_To do_
The lines below that include "SelectorState" are to be found and copied.

:: Input material

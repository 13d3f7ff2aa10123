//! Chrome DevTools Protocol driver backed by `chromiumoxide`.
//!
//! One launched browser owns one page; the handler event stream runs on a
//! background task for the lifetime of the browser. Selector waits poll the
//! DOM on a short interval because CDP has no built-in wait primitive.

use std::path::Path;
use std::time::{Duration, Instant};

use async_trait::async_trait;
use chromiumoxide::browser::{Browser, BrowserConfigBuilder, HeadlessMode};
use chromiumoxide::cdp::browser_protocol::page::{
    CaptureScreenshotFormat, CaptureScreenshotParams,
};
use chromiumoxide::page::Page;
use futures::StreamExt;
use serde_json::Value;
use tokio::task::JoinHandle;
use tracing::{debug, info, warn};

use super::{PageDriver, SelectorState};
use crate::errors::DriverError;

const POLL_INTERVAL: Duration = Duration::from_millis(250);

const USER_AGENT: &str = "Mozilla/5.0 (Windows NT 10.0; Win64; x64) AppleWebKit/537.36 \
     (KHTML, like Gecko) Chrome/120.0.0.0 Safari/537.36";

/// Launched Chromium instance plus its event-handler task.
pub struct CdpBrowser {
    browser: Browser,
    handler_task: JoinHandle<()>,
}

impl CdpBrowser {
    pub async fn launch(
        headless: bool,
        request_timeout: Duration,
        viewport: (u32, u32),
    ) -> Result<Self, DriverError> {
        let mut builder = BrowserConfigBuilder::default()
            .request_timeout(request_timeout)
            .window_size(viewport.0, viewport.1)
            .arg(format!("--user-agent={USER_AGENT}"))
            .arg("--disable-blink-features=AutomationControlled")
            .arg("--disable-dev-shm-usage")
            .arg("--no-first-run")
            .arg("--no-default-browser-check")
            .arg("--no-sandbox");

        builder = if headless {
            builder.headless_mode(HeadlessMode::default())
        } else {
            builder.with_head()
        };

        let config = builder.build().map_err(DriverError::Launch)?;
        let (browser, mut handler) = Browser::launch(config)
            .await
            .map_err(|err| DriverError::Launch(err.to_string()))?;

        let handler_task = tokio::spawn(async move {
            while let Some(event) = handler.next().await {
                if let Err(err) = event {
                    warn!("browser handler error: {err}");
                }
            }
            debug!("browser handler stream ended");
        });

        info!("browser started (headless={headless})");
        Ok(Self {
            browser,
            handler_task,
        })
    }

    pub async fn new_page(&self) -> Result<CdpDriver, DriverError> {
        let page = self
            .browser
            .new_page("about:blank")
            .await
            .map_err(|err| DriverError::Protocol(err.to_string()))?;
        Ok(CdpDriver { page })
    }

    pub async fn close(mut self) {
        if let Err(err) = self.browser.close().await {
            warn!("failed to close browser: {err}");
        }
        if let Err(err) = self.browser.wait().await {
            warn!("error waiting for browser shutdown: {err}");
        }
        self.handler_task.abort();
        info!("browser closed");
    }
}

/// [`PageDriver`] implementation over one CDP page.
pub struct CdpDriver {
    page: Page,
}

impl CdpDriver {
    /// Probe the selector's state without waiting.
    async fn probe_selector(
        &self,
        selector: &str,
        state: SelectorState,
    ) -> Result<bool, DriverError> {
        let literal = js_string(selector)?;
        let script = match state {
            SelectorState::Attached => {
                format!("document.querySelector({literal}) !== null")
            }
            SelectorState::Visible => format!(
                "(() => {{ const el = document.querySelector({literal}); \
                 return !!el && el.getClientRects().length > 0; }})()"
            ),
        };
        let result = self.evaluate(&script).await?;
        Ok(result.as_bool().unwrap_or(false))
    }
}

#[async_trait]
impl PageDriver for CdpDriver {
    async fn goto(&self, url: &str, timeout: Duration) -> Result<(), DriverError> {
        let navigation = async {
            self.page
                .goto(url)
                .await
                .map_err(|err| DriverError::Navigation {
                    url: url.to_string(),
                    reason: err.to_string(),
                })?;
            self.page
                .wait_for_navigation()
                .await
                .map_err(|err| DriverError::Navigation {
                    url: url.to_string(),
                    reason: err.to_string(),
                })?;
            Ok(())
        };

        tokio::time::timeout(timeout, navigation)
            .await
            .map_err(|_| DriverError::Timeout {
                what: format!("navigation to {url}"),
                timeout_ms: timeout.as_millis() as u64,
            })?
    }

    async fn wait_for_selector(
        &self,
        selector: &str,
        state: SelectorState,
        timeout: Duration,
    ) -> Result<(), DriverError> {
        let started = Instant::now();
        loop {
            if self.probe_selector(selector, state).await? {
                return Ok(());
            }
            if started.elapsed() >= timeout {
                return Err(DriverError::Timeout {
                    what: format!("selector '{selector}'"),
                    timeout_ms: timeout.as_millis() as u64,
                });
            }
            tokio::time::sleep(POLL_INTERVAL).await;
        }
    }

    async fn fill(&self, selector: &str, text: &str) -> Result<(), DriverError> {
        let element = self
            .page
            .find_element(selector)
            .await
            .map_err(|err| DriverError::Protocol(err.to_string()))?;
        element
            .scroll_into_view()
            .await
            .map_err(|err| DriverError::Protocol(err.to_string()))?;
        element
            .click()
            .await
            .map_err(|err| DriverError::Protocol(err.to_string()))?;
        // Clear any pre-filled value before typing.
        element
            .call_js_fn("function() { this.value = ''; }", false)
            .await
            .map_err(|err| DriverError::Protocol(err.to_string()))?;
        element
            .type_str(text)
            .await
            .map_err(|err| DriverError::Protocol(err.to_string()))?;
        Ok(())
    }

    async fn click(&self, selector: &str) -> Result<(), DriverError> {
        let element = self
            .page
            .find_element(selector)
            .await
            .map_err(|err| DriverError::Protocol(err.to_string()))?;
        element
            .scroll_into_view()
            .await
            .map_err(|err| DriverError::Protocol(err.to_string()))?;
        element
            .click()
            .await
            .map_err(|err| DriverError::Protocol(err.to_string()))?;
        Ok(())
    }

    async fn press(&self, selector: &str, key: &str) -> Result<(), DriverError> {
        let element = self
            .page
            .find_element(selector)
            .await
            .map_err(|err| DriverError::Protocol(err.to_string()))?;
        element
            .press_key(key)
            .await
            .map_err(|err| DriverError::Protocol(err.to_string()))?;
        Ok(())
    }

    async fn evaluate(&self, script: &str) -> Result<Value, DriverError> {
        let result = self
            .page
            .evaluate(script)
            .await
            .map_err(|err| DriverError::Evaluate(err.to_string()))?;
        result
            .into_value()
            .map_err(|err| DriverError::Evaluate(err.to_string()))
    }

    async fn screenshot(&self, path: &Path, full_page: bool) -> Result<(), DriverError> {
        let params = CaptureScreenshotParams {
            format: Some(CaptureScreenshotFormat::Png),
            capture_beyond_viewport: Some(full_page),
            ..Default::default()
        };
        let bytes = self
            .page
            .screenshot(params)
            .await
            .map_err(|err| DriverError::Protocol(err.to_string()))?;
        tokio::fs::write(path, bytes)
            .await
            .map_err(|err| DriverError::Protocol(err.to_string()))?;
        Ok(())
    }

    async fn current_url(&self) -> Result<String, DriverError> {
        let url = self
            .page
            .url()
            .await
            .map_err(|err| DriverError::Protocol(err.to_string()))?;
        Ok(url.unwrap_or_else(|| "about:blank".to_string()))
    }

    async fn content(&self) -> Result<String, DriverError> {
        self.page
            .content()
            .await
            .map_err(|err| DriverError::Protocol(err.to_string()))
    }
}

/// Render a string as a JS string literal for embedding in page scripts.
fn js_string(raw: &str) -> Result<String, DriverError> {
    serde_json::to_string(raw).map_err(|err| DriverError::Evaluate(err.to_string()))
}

::::
:: Input material

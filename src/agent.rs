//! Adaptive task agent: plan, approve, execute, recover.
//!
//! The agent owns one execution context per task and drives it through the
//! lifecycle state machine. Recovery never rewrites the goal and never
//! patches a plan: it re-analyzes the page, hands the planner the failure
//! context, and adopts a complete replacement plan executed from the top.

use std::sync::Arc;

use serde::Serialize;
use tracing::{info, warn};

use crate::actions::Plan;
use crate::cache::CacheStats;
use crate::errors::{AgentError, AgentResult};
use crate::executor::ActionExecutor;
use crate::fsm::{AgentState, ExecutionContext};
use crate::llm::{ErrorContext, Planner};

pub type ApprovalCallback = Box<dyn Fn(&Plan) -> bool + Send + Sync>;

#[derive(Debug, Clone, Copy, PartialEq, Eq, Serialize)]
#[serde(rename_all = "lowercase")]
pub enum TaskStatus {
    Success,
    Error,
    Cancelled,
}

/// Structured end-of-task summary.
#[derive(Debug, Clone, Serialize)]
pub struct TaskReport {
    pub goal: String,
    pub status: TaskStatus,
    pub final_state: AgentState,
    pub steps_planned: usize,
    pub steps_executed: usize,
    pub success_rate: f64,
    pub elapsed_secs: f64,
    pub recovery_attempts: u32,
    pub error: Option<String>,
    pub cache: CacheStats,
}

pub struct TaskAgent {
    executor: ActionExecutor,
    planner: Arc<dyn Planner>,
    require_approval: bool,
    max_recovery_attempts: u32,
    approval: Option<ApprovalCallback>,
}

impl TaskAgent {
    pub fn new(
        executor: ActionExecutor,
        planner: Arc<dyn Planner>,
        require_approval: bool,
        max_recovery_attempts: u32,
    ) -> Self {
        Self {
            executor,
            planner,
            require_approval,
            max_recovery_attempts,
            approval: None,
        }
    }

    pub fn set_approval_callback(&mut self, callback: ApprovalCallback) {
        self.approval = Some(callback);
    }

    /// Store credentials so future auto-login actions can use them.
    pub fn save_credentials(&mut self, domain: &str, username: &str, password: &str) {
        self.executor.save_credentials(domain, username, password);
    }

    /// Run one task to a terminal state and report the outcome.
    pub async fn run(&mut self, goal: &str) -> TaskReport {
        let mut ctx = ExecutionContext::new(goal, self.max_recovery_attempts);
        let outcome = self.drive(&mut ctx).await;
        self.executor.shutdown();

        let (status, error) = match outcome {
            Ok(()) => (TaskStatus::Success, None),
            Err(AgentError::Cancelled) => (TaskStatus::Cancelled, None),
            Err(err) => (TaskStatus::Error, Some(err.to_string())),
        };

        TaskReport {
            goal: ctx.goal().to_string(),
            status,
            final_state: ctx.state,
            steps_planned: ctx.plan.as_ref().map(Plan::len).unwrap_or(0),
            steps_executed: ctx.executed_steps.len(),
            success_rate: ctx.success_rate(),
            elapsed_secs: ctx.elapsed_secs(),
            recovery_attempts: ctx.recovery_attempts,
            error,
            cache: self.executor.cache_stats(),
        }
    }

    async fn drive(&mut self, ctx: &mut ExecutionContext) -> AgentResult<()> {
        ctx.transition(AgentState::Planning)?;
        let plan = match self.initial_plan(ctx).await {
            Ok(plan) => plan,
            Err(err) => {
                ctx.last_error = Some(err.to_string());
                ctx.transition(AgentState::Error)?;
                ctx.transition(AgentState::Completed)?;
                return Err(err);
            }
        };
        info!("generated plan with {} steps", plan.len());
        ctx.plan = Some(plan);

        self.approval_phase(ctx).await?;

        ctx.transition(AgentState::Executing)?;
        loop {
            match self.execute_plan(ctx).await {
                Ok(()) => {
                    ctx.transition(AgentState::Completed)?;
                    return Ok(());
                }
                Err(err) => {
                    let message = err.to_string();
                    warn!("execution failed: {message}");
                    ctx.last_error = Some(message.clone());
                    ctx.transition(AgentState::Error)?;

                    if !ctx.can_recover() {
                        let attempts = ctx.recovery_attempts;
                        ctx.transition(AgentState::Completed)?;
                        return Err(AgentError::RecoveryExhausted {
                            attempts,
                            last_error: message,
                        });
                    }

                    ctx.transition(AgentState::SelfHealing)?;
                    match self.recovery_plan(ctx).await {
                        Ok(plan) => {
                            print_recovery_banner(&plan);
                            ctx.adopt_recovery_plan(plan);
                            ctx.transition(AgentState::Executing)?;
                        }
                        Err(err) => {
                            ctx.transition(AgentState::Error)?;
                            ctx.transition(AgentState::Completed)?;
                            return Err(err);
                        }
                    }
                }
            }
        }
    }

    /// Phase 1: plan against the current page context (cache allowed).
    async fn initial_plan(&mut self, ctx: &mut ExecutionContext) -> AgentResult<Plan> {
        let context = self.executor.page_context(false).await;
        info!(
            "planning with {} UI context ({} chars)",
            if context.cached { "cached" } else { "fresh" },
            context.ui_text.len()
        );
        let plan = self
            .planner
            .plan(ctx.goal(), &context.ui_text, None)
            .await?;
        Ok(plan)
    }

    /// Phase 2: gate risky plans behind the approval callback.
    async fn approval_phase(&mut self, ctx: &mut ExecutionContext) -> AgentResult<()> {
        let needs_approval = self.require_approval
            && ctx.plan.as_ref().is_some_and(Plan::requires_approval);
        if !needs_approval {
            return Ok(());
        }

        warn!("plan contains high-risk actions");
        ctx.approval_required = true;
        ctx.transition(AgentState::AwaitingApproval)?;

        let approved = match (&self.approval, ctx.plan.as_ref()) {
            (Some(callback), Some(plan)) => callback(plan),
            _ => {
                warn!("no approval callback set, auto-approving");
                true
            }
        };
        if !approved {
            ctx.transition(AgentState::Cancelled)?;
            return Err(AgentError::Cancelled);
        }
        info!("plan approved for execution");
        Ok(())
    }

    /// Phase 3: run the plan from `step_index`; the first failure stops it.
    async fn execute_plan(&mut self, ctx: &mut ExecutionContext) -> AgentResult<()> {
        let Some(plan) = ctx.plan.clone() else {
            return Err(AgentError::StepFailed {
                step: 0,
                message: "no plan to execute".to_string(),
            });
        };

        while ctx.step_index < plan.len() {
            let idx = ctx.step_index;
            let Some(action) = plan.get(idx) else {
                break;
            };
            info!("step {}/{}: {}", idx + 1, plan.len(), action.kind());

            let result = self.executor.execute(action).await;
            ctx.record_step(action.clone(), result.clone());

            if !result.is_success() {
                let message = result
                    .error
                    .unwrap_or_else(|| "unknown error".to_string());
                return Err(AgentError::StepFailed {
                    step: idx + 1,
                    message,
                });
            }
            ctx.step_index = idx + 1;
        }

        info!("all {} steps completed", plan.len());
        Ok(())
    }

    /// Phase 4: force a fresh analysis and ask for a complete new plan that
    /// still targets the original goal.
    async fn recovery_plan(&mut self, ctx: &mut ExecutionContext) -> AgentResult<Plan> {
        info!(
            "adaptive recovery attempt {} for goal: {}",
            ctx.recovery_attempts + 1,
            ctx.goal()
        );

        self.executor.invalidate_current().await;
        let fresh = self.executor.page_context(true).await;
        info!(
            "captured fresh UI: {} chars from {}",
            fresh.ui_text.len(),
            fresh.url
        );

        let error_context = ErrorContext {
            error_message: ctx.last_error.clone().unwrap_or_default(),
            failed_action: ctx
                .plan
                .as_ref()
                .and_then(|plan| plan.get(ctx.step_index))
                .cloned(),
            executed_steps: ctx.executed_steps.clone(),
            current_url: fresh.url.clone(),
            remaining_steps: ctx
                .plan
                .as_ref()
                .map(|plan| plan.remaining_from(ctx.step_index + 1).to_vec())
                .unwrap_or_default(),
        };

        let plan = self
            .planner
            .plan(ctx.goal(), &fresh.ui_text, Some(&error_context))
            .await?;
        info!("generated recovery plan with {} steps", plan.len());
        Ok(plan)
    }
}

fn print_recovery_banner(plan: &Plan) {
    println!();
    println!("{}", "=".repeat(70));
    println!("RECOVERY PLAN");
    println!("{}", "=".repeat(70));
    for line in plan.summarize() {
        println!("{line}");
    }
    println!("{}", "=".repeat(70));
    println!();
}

::::
:: Input material

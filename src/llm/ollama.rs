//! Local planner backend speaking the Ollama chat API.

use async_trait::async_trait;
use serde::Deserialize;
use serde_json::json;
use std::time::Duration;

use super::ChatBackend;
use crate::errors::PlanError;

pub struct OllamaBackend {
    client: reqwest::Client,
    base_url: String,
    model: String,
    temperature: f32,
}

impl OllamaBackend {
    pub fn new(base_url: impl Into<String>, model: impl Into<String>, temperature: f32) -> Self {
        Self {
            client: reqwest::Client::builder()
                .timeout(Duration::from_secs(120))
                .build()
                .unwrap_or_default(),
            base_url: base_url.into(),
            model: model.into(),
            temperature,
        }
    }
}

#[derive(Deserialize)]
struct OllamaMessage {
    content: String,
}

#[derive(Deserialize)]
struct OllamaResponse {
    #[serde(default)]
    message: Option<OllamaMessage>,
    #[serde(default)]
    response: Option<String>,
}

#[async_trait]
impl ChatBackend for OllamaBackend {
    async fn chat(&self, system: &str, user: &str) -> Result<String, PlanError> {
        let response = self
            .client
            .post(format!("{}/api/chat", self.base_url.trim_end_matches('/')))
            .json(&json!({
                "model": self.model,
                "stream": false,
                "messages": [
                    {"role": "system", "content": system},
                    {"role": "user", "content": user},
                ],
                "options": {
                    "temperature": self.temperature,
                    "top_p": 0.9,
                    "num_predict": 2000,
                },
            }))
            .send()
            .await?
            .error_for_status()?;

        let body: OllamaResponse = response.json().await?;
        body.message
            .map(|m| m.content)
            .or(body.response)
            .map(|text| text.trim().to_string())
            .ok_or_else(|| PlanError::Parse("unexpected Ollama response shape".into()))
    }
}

::::

_Task output_
use super::{PageDriver, SelectorState};
        state: SelectorState,
            SelectorState::Attached => {
            SelectorState::Visible => format!(
        state: SelectorState,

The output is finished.